When we look at the industry as a whole, research from UKIE shows that many studio leaders either felt disconnected from the issue of sustainability or did not know how to begin improving their working practices – and that’s where the Green Games Guide comes in.

So what is the guide, exactly?

It’s an action plan and the start of a conversation about how the games sector can spearhead positive change to the ways in which we all interact with the environment. It aims to help games businesses measure their carbon footprint, cut emissions and consider how green messages and themes can be woven into their narratives and game mechanics with the purpose of influencing consumer thinking.

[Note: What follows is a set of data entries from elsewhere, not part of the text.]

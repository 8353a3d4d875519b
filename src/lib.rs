pub mod config;
pub mod db;
pub mod error;
pub mod models;
pub mod report;
pub mod results;
pub mod voting;

pub use error::{Result, TallyError};
pub use voting::{aggregate, aggregate_event, percentage, ChartRow, PollResult};
use crate::models::{Vote, VoteValue};
use crate::voting::ChartRow;

const STAR_BUCKETS: usize = 5;

pub fn calculate_results(votes: &[Vote]) -> (String, Vec<ChartRow>) {
    let total_votes = votes.len() as u64;
    let mut distribution = [0u64; STAR_BUCKETS];
    let mut sum = 0.0;

    for vote in votes {
        let stars = star_value(&vote.value);

        // Non-numeric values still count towards the divisor
        sum += stars.unwrap_or(0.0);

        if let Some(bucket) = stars.and_then(bucket_index) {
            distribution[bucket] += 1;
        }
    }

    let summary = if votes.is_empty() {
        "No votes yet".to_string()
    } else {
        format!("Average: {} / 5", one_decimal(sum / total_votes as f64))
    };

    let rows = distribution
        .iter()
        .enumerate()
        .map(|(idx, count)| ChartRow {
            label: format!("{} Stars", idx + 1),
            value: *count as f64,
            total: total_votes,
        })
        .collect();

    (summary, rows)
}

fn star_value(value: &VoteValue) -> Option<f64> {
    match value {
        VoteValue::Rating(stars) => *stars,
        // A rank map on a rating poll is not a number
        VoteValue::Ranking(_) => None,
    }
}

fn bucket_index(stars: f64) -> Option<usize> {
    if stars.fract() == 0.0 && (1.0..=STAR_BUCKETS as f64).contains(&stars) {
        Some(stars as usize - 1)
    } else {
        None
    }
}

// Rounds the exact binary value, so 1.15 (stored as 1.1499...) gives "1.1".
// Only exact ties such as 2.25 round away from zero.
fn one_decimal(value: f64) -> String {
    let exact_tie = (value * 4.0).fract() == 0.0 && (value * 2.0).fract() != 0.0;
    if exact_tie {
        format!("{:.1}", value + 0.05 * value.signum())
    } else {
        format!("{:.1}", value)
    }
}

#[cfg(test)]
mod tests {
    use super::*;

    fn votes(values: Vec<VoteValue>) -> Vec<Vote> {
        values
            .into_iter()
            .map(|value| Vote::new("poll".to_string(), None, value))
            .collect()
    }

    fn histogram(rows: &[ChartRow]) -> Vec<f64> {
        rows.iter().map(|row| row.value).collect()
    }

    #[test]
    fn no_votes_yields_five_empty_buckets() {
        let (summary, rows) = calculate_results(&[]);
        assert_eq!(summary, "No votes yet");
        assert_eq!(rows.len(), 5);
        assert!(rows.iter().all(|row| row.value == 0.0 && row.total == 0));
        assert_eq!(rows[0].label, "1 Stars");
        assert_eq!(rows[4].label, "5 Stars");
    }

    #[test]
    fn mean_and_histogram_for_two_four_four() {
        let votes = votes(vec![
            VoteValue::rating(2),
            VoteValue::rating(4),
            VoteValue::rating(4),
        ]);
        let (summary, rows) = calculate_results(&votes);

        assert_eq!(summary, "Average: 3.3 / 5");
        assert_eq!(histogram(&rows), vec![0.0, 1.0, 0.0, 2.0, 0.0]);
        assert!(rows.iter().all(|row| row.total == 3));
    }

    #[test]
    fn non_numeric_values_count_as_zero_in_the_mean() {
        let votes = votes(vec![
            VoteValue::rating(5),
            VoteValue::Rating(None),
            VoteValue::Ranking(vec![("0".to_string(), Some(1.0))]),
        ]);
        let (summary, rows) = calculate_results(&votes);

        // 5 / 3
        assert_eq!(summary, "Average: 1.7 / 5");
        assert_eq!(histogram(&rows), vec![0.0, 0.0, 0.0, 0.0, 1.0]);
        assert!(rows.iter().all(|row| row.total == 3));
    }

    #[test]
    fn out_of_range_values_skip_the_histogram_but_not_the_mean() {
        let votes = votes(vec![
            VoteValue::rating(7),
            VoteValue::rating(0),
            VoteValue::Rating(Some(3.5)),
            VoteValue::rating(3),
        ]);
        let (summary, rows) = calculate_results(&votes);

        // (7 + 0 + 3.5 + 3) / 4 = 3.375
        assert_eq!(summary, "Average: 3.4 / 5");
        assert_eq!(histogram(&rows), vec![0.0, 0.0, 1.0, 0.0, 0.0]);
        assert!(rows.iter().all(|row| row.total == 4));
    }

    #[test]
    fn exact_halves_round_up() {
        assert_eq!(one_decimal(2.25), "2.3");
        assert_eq!(one_decimal(0.75), "0.8");
        assert_eq!(one_decimal(4.0), "4.0");
        assert_eq!(one_decimal(10.0 / 3.0), "3.3");
    }

    #[test]
    fn near_halves_follow_the_stored_value() {
        // 23 / 20 is stored just below 1.15
        assert_eq!(one_decimal(23.0 / 20.0), "1.1");
        assert_eq!(one_decimal(1.05), "1.1");
    }
}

The guide is packed with information and advice, and case studies from the studios already making a difference.

The Green Games Guide also offers a practical 5 step process of how to begin making changes to a games business so that they can achieve their sustainability goals:

Step 1 – Setting your scope and timeline

Develop an understanding of what you need to measure and collect data.

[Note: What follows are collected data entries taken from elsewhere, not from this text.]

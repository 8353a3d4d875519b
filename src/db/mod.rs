use crate::config::Config;
use crate::error::{Result, TallyError};
use crate::models::{Event, Poll, PollKind, PollOption, Vote, VoteValue};
use crate::voting::ballot::{validate_answer, validate_voter_email, BallotError};
use chrono::{DateTime, Utc};
use log::{info, warn};
use sqlx::sqlite::{
    SqliteConnection, SqliteConnectOptions, SqlitePool, SqlitePoolOptions, SqliteRow,
};
use sqlx::Row;
use std::collections::HashSet;
use std::str::FromStr;

pub struct Database {
    pool: SqlitePool,
}

impl Database {
    pub async fn connect(config: &Config) -> Result<Self> {
        let options = SqliteConnectOptions::from_str(&config.database_url)?.create_if_missing(true);

        let pool = SqlitePoolOptions::new()
            .max_connections(config.max_connections)
            .connect_with(options)
            .await?;

        Self::init_schema(&pool).await?;
        info!("Connected to {}", config.database_url);

        Ok(Self { pool })
    }

    pub fn pool(&self) -> &SqlitePool {
        &self.pool
    }

    async fn init_schema(pool: &SqlitePool) -> Result<()> {
        sqlx::query(
            r#"
            CREATE TABLE IF NOT EXISTS events (
                id TEXT PRIMARY KEY,
                title TEXT NOT NULL,
                description TEXT NOT NULL,
                organizer_email TEXT NOT NULL,
                created_at TEXT NOT NULL
            );
            "#,
        )
        .execute(pool)
        .await?;

        sqlx::query(
            r#"
            CREATE TABLE IF NOT EXISTS polls (
                id TEXT PRIMARY KEY,
                event_id TEXT NOT NULL,
                question TEXT NOT NULL,
                type TEXT NOT NULL,
                created_at TEXT NOT NULL,
                FOREIGN KEY (event_id) REFERENCES events(id) ON DELETE CASCADE
            );
            "#,
        )
        .execute(pool)
        .await?;

        // Option ids are only unique within their poll
        sqlx::query(
            r#"
            CREATE TABLE IF NOT EXISTS poll_options (
                id TEXT NOT NULL,
                poll_id TEXT NOT NULL,
                text TEXT NOT NULL,
                position INTEGER NOT NULL,
                PRIMARY KEY (poll_id, id),
                FOREIGN KEY (poll_id) REFERENCES polls(id) ON DELETE CASCADE
            );
            "#,
        )
        .execute(pool)
        .await?;

        sqlx::query(
            r#"
            CREATE TABLE IF NOT EXISTS votes (
                id TEXT PRIMARY KEY,
                poll_id TEXT NOT NULL,
                user_email TEXT,
                value TEXT NOT NULL,
                created_at TEXT NOT NULL,
                FOREIGN KEY (poll_id) REFERENCES polls(id) ON DELETE CASCADE
            );
            "#,
        )
        .execute(pool)
        .await?;

        Ok(())
    }

    pub async fn create_event(&self, event: &Event) -> Result<()> {
        sqlx::query(
            r#"
            INSERT INTO events (id, title, description, organizer_email, created_at)
            VALUES (?, ?, ?, ?, ?)
            "#,
        )
        .bind(&event.id)
        .bind(&event.title)
        .bind(&event.description)
        .bind(&event.organizer_email)
        .bind(event.created_at.to_rfc3339())
        .execute(&self.pool)
        .await?;

        Ok(())
    }

    pub async fn get_event(&self, event_id: &str) -> Result<Event> {
        let row = sqlx::query(
            r#"
            SELECT id, title, description, organizer_email, created_at
            FROM events
            WHERE id = ?
            "#,
        )
        .bind(event_id)
        .fetch_optional(&self.pool)
        .await?
        .ok_or_else(|| TallyError::EventNotFound(event_id.to_string()))?;

        event_from_row(&row)
    }

    /// Events the user organizes followed by events they voted in, each listed once.
    pub async fn events_for_user(&self, user_email: &str) -> Result<Vec<Event>> {
        let user_email = user_email.trim();

        let organized = sqlx::query(
            r#"
            SELECT id, title, description, organizer_email, created_at
            FROM events
            WHERE organizer_email = ?
            ORDER BY created_at, rowid
            "#,
        )
        .bind(user_email)
        .fetch_all(&self.pool)
        .await?;

        let voted = sqlx::query(
            r#"
            SELECT DISTINCT e.id, e.title, e.description, e.organizer_email, e.created_at, e.rowid
            FROM events e
            JOIN polls p ON p.event_id = e.id
            JOIN votes v ON v.poll_id = p.id
            WHERE v.user_email = ?
            ORDER BY e.created_at, e.rowid
            "#,
        )
        .bind(user_email)
        .fetch_all(&self.pool)
        .await?;

        let mut seen = HashSet::new();
        let mut events = Vec::new();
        for row in organized.iter().chain(voted.iter()) {
            let event = event_from_row(row)?;
            if seen.insert(event.id.clone()) {
                events.push(event);
            }
        }

        Ok(events)
    }

    /// Inserts the poll and its options together; a failed option insert leaves no poll behind.
    pub async fn create_poll(&self, poll: &Poll) -> Result<()> {
        let mut tx = self.pool.begin().await?;

        sqlx::query(
            r#"
            INSERT INTO polls (id, event_id, question, type, created_at)
            VALUES (?, ?, ?, ?, ?)
            "#,
        )
        .bind(&poll.id)
        .bind(&poll.event_id)
        .bind(&poll.question)
        .bind(poll.kind.as_str())
        .bind(poll.created_at.to_rfc3339())
        .execute(&mut *tx)
        .await?;

        for (i, option) in poll.options.iter().enumerate() {
            sqlx::query(
                r#"
                INSERT INTO poll_options (id, poll_id, text, position)
                VALUES (?, ?, ?, ?)
                "#,
            )
            .bind(&option.id)
            .bind(&poll.id)
            .bind(&option.text)
            .bind(i as i64)
            .execute(&mut *tx)
            .await?;
        }

        tx.commit().await?;
        Ok(())
    }

    pub async fn get_poll(&self, poll_id: &str) -> Result<Poll> {
        let row = sqlx::query(
            r#"
            SELECT id, event_id, question, type, created_at
            FROM polls
            WHERE id = ?
            "#,
        )
        .bind(poll_id)
        .fetch_optional(&self.pool)
        .await?
        .ok_or_else(|| TallyError::PollNotFound(poll_id.to_string()))?;

        self.poll_from_row(&row).await
    }

    /// Polls of an event in creation order. Rows with an unknown type are skipped.
    pub async fn get_event_polls(&self, event_id: &str) -> Result<Vec<Poll>> {
        let rows = sqlx::query(
            r#"
            SELECT id, event_id, question, type, created_at
            FROM polls
            WHERE event_id = ?
            ORDER BY created_at, rowid
            "#,
        )
        .bind(event_id)
        .fetch_all(&self.pool)
        .await?;

        let mut polls = Vec::with_capacity(rows.len());
        for row in &rows {
            match self.poll_from_row(row).await {
                Ok(poll) => polls.push(poll),
                Err(TallyError::UnknownPollType { poll_id, kind }) => {
                    warn!("Skipping poll {} with unknown type {:?}", poll_id, kind);
                }
                Err(e) => return Err(e),
            }
        }

        Ok(polls)
    }

    async fn poll_from_row(&self, row: &SqliteRow) -> Result<Poll> {
        let id: String = row.get("id");
        let kind_str: String = row.get("type");
        let kind = PollKind::from_str(&kind_str).map_err(|_| TallyError::UnknownPollType {
            poll_id: id.clone(),
            kind: kind_str.clone(),
        })?;

        let options = sqlx::query(
            r#"
            SELECT id, text
            FROM poll_options
            WHERE poll_id = ?
            ORDER BY position
            "#,
        )
        .bind(&id)
        .fetch_all(&self.pool)
        .await?
        .into_iter()
        .map(|row| PollOption {
            id: row.get::<String, _>("id"),
            text: row.get::<String, _>("text"),
        })
        .collect();

        Ok(Poll {
            id,
            event_id: row.get("event_id"),
            question: row.get("question"),
            kind,
            options,
            created_at: parse_timestamp(&row.get::<String, _>("created_at"))?,
        })
    }

    pub async fn insert_vote(&self, vote: &Vote) -> Result<()> {
        let mut conn = self.pool.acquire().await?;
        insert_vote_row(&mut conn, vote).await
    }

    /// Votes cast on `polls`, with each payload interpreted against its poll's type.
    pub async fn get_votes_for_polls(&self, polls: &[Poll]) -> Result<Vec<Vote>> {
        let mut votes = Vec::new();

        for poll in polls {
            let rows = sqlx::query(
                r#"
                SELECT id, poll_id, user_email, value, created_at
                FROM votes
                WHERE poll_id = ?
                ORDER BY created_at, rowid
                "#,
            )
            .bind(&poll.id)
            .fetch_all(&self.pool)
            .await?;

            for row in rows {
                votes.push(vote_from_row(&row, poll.kind)?);
            }
        }

        Ok(votes)
    }

    pub async fn has_voted(&self, poll_ids: &[&str], user_email: &str) -> Result<bool> {
        for poll_id in poll_ids {
            let existing = sqlx::query(
                r#"
                SELECT id
                FROM votes
                WHERE poll_id = ? AND user_email = ?
                LIMIT 1
                "#,
            )
            .bind(*poll_id)
            .bind(user_email)
            .fetch_optional(&self.pool)
            .await?;

            if existing.is_some() {
                return Ok(true);
            }
        }
        Ok(false)
    }

    /// Stores one participant's answers for an event.
    ///
    /// Every answer is validated against its poll first and the votes are
    /// written in one transaction. The duplicate check runs before that
    /// transaction, so two concurrent submissions from the same voter can
    /// both pass it.
    pub async fn submit_ballot(
        &self,
        event_id: &str,
        voter_email: &str,
        answers: &[(String, VoteValue)],
    ) -> Result<Vec<Vote>> {
        let voter_email = voter_email.trim();
        validate_voter_email(voter_email)?;

        let polls = self.get_event_polls(event_id).await?;
        let mut answered = HashSet::new();
        for (poll_id, value) in answers {
            if !answered.insert(poll_id.as_str()) {
                return Err(BallotError::DuplicatePoll(poll_id.clone()).into());
            }
            let poll = polls
                .iter()
                .find(|poll| poll.id == *poll_id)
                .ok_or_else(|| TallyError::PollNotFound(poll_id.clone()))?;
            validate_answer(poll, value)?;
        }

        let poll_ids: Vec<&str> = answers.iter().map(|(poll_id, _)| poll_id.as_str()).collect();
        if self.has_voted(&poll_ids, voter_email).await? {
            info!("Rejected repeat ballot from {} for event {}", voter_email, event_id);
            return Err(TallyError::AlreadyVoted);
        }

        let mut tx = self.pool.begin().await?;
        let mut votes = Vec::with_capacity(answers.len());
        for (poll_id, value) in answers {
            let vote = Vote::new(poll_id.clone(), Some(voter_email.to_string()), value.clone());
            insert_vote_row(&mut tx, &vote).await?;
            votes.push(vote);
        }
        tx.commit().await?;

        info!("Stored {} vote(s) for event {}", votes.len(), event_id);
        Ok(votes)
    }
}

async fn insert_vote_row(conn: &mut SqliteConnection, vote: &Vote) -> Result<()> {
    sqlx::query(
        r#"
        INSERT INTO votes (id, poll_id, user_email, value, created_at)
        VALUES (?, ?, ?, ?, ?)
        "#,
    )
    .bind(&vote.id)
    .bind(&vote.poll_id)
    .bind(vote.user_email.as_deref())
    .bind(serde_json::to_string(&vote.value.to_json())?)
    .bind(vote.created_at.to_rfc3339())
    .execute(&mut *conn)
    .await?;

    Ok(())
}

fn event_from_row(row: &SqliteRow) -> Result<Event> {
    Ok(Event {
        id: row.get("id"),
        title: row.get("title"),
        description: row.get("description"),
        organizer_email: row.get("organizer_email"),
        created_at: parse_timestamp(&row.get::<String, _>("created_at"))?,
    })
}

fn vote_from_row(row: &SqliteRow, kind: PollKind) -> Result<Vote> {
    let id: String = row.get("id");
    let raw: String = row.get("value");

    // Unreadable payloads still count as a vote, just not a numeric one
    let value = match serde_json::from_str::<serde_json::Value>(&raw) {
        Ok(json) => VoteValue::interpret(kind, &json),
        Err(e) => {
            warn!("Unparseable value on vote {}: {}", id, e);
            VoteValue::interpret(kind, &serde_json::Value::Null)
        }
    };

    Ok(Vote {
        id,
        poll_id: row.get("poll_id"),
        user_email: row.get("user_email"),
        value,
        created_at: parse_timestamp(&row.get::<String, _>("created_at"))?,
    })
}

fn parse_timestamp(raw: &str) -> Result<DateTime<Utc>> {
    DateTime::parse_from_rfc3339(raw)
        .map(|dt| dt.with_timezone(&Utc))
        .map_err(|e| TallyError::InvalidRecord(format!("Failed to parse timestamp {raw:?}: {e}")))
}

Step 2 – Calculating your carbon footprint

Establish short and long-term targets and follow the guide’s step-by-step advice and links to in-depth resources for how you can calculate your businesses carbon footprint.

Step 3 – Take bold and ambitious action to reduce your carbon footprint

Implement actions and start to reduce your emissions to make the biggest positive impact possible.

Step 4 – Where it’s impossible to cut back, look to offsetting instead

Offset your carbon commissions by funding projects that remove or prevent greenhouse gas emissions. Speak to the Screen Cornwall team about innovative options in Cornwall.

Step 5 – Ratchet, review and recommend to others

Review and analyse the results of the previous year’s efforts, and share positive working practices with others to help spread positive change.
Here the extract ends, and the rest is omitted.